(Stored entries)
-.-.-

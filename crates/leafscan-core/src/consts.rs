/// Default minimum component size (pixels) kept by the threshold filter.
pub const DEFAULT_MIN_LEAF_SIZE: usize = 10;

/// Default maximum component size (pixels) kept by the threshold filter.
pub const DEFAULT_MAX_LEAF_SIZE: usize = 50_000;

/// Fewer surviving components than this and the IQR filter is a no-op.
pub const IQR_MIN_COMPONENTS: usize = 4;

/// Tukey fence multiplier applied to the interquartile range.
pub const IQR_FENCE_MULTIPLIER: f64 = 1.5;

/// Longest side (pixels) an image is scaled to before classification.
pub const DEFAULT_PROCESS_SIZE: u32 = 512;

/// Default hue tolerance in degrees (0-180).
pub const DEFAULT_HUE_TOLERANCE: f32 = 30.0;

/// Default saturation tolerance (0.0-1.0).
pub const DEFAULT_SATURATION_TOLERANCE: f32 = 0.3;

/// Default brightness tolerance (0.0-1.0).
pub const DEFAULT_BRIGHTNESS_TOLERANCE: f32 = 0.3;

/// Below this saturation both colors are compared as grays (brightness only).
pub const GRAYSCALE_SATURATION: f32 = 0.1;
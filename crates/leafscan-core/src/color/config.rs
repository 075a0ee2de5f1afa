use serde::{Deserialize, Serialize};

use crate::consts::{
    DEFAULT_BRIGHTNESS_TOLERANCE, DEFAULT_HUE_TOLERANCE, DEFAULT_SATURATION_TOLERANCE,
};

/// Leaf colors and matching tolerances for the pixel classifier.
#[derive(Clone, Debug, PartialEq, Serialize, Deserialize)]
pub struct ColorConfig {
    /// Colors that count as leaf, as `#rrggbb`.
    #[serde(default)]
    pub leaf_colors: Vec<String>,
    /// Maximum hue difference in degrees (0-180).
    #[serde(default = "default_hue_tolerance")]
    pub hue_tolerance: f32,
    /// Maximum saturation difference (0.0-1.0).
    #[serde(default = "default_saturation_tolerance")]
    pub saturation_tolerance: f32,
    /// Maximum brightness difference (0.0-1.0).
    #[serde(default = "default_brightness_tolerance")]
    pub brightness_tolerance: f32,
}

fn default_hue_tolerance() -> f32 {
    DEFAULT_HUE_TOLERANCE
}
fn default_saturation_tolerance() -> f32 {
    DEFAULT_SATURATION_TOLERANCE
}
fn default_brightness_tolerance() -> f32 {
    DEFAULT_BRIGHTNESS_TOLERANCE
}

impl Default for ColorConfig {
    fn default() -> Self {
        Self {
            leaf_colors: Vec::new(),
            hue_tolerance: DEFAULT_HUE_TOLERANCE,
            saturation_tolerance: DEFAULT_SATURATION_TOLERANCE,
            brightness_tolerance: DEFAULT_BRIGHTNESS_TOLERANCE,
        }
    }
}
use crate::error::{LeafscanError, Result};

/// Hue/saturation/brightness triple.
///
/// `hue` is in degrees `[0, 360)`, `saturation` and `brightness` in `[0, 1]`.
#[derive(Clone, Copy, Debug, PartialEq)]
pub struct Hsb {
    pub hue: f32,
    pub saturation: f32,
    pub brightness: f32,
}

impl Hsb {
    pub fn from_rgb(rgb: [u8; 3]) -> Self {
        let r = rgb[0] as f32 / 255.0;
        let g = rgb[1] as f32 / 255.0;
        let b = rgb[2] as f32 / 255.0;

        let max = r.max(g).max(b);
        let min = r.min(g).min(b);
        let delta = max - min;

        let saturation = if max > 0.0 { delta / max } else { 0.0 };

        let hue = if delta == 0.0 {
            0.0
        } else if max == r {
            60.0 * ((g - b) / delta)
        } else if max == g {
            60.0 * ((b - r) / delta + 2.0)
        } else {
            60.0 * ((r - g) / delta + 4.0)
        };
        let hue = if hue < 0.0 { hue + 360.0 } else { hue };

        Self {
            hue,
            saturation,
            brightness: max,
        }
    }

    /// Angular hue distance in degrees, `[0, 180]`.
    pub fn hue_distance(&self, other: &Hsb) -> f32 {
        let diff = (self.hue - other.hue).abs();
        if diff > 180.0 {
            360.0 - diff
        } else {
            diff
        }
    }
}

impl std::fmt::Display for Hsb {
    fn fmt(&self, f: &mut std::fmt::Formatter<'_>) -> std::fmt::Result {
        write!(
            f,
            "HSB({:.0}\u{b0}, {:.0}%, {:.0}%)",
            self.hue,
            self.saturation * 100.0,
            self.brightness * 100.0
        )
    }
}

/// Parse `#rrggbb` (the `#` is optional).
pub fn parse_hex_color(s: &str) -> Result<[u8; 3]> {
    let hex = s.trim();
    let hex = hex.strip_prefix('#').unwrap_or(hex);
    if hex.len() != 6 || !hex.chars().all(|c| c.is_ascii_hexdigit()) {
        return Err(LeafscanError::InvalidColor(s.to_string()));
    }

    let channel = |i: usize| {
        u8::from_str_radix(&hex[i..i + 2], 16)
            .map_err(|_| LeafscanError::InvalidColor(s.to_string()))
    };
    Ok([channel(0)?, channel(2)?, channel(4)?])
}
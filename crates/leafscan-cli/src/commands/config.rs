use std::path::PathBuf;

use anyhow::{Context, Result};
use clap::Args;
use leafscan_core::color::ColorConfig;
use leafscan_core::pipeline::LeafScanConfig;

#[derive(Args)]
pub struct ConfigArgs {
    /// Write config to a file instead of stdout
    #[arg(short, long)]
    pub output: Option<PathBuf>,
}

/// Print or save a full default LeafScanConfig as TOML.
pub fn run(args: &ConfigArgs) -> Result<()> {
    let config = LeafScanConfig {
        mask_output: Some(PathBuf::from("mask.png")),
        color: ColorConfig {
            leaf_colors: vec!["#228b22".to_string()],
            ..ColorConfig::default()
        },
        ..LeafScanConfig::default()
    };
    let toml_str = toml::to_string_pretty(&config)?;

    if let Some(ref path) = args.output {
        std::fs::write(path, &toml_str)
            .with_context(|| format!("Failed to write config to {}", path.display()))?;
        println!("Default config saved to {}", path.display());
    } else {
        print!("{}", toml_str);
    }

    Ok(())
}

-.-.-

WORK INSTRUCTIONS. State the number of lines in the records that hold the string "other", and add nothing.

EXERCISE ANSWER. 2